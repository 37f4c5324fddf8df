use crate::config::DEFAULT_CONFIG_FILE;
use clap::{Parser, Subcommand};
use clap_verbosity_flag::{Verbosity, WarnLevel};
use soilmon_lib::protocol as proto;
use std::path::PathBuf;
use std::time::Duration;

fn parse_address(s: &str) -> Result<proto::Address, String> {
    let address_val =
        clap_num::maybe_hex::<u8>(s).map_err(|e| format!("Invalid address format: {e}"))?;
    proto::Address::try_from(address_val).map_err(|e| e.to_string())
}

#[derive(Subcommand, Debug, Clone, PartialEq)]
pub enum CliCommands {
    /// Read and display calibrated values of the configured sensors.
    Read {
        /// Only read these sensor addresses (1 to 247) instead of the configured ones.
        /// Can be specified in decimal or hexadecimal (e.g., "0x01").
        #[arg(short, long, value_parser = parse_address, verbatim_doc_comment)]
        address: Vec<proto::Address>,
    },

    /// Run in daemon mode: poll all sensors at a fixed interval and drive the
    /// configured humidifier and air conditioner relays from the readings.
    #[clap(verbatim_doc_comment)]
    Daemon {
        /// Interval between polls (e.g., "10s", "1m").
        /// Overrides `sensors.poll_interval` of the configuration file.
        #[arg(value_parser = humantime::parse_duration, short, long, verbatim_doc_comment)]
        poll_interval: Option<Duration>,

        /// Log relay decisions without touching the relay GPIOs.
        #[arg(long)]
        dry_run: bool,
    },

    /// Probe a range of addresses and print the raw registers of every
    /// responding sensor together with the decoded values.
    /// **Warning:** Addresses are probed one after the other; a large range on
    /// a slow bus takes `timeout * retries` per silent address.
    #[clap(verbatim_doc_comment)]
    Scan {
        /// First address to probe.
        #[arg(long, default_value_t = proto::Address::default(), value_parser = parse_address)]
        from: proto::Address,

        /// Last address to probe.
        #[arg(long, default_value = "10", value_parser = parse_address)]
        to: proto::Address,
    },

    /// Show the calibration coefficients of the configured sensors.
    Calibration {
        /// Only show this sensor address.
        #[arg(short, long, value_parser = parse_address)]
        address: Option<proto::Address>,
    },

    /// Show the link, sensors, controller thresholds and relay assignments.
    Status,
}

const fn about_text() -> &'static str {
    "Soil monitor CLI - Poll NPK soil sensors via Modbus RTU and control climate relays."
}

#[derive(Parser, Debug)]
#[command(name="soilmon", author, version, about=about_text(), long_about = None, propagate_version = true)]
pub struct CliArgs {
    /// Configure verbosity of logging output.
    /// -v for info, -vv for debug, -vvv for trace. Default is off.
    #[command(flatten)]
    pub verbose: Verbosity<WarnLevel>,

    /// YAML configuration file.
    #[arg(global = true, short, long, default_value = DEFAULT_CONFIG_FILE)]
    pub config: PathBuf,

    #[command(subcommand)]
    pub command: CliCommands,
}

★ ★ ★ ★ ★ ★ ★

§ **Task statement**:
Given the data above, transcribe exactly the lines from the one containing "value_parser = parse_address, verbatim_doc_comment)]" down to the one containing "the configuration file.", and no others.

§ **Exercise answer**:
        #[arg(short, long, value_parser = parse_address, verbatim_doc_comment)]
        address: Vec<proto::Address>,
    },

    /// Run in daemon mode: poll all sensors at a fixed interval and drive the
    /// configured humidifier and air conditioner relays from the readings.
    #[clap(verbatim_doc_comment)]
    Daemon {
        /// Interval between polls (e.g., "10s", "1m").
        /// Overrides `sensors.poll_interval` of the configuration file.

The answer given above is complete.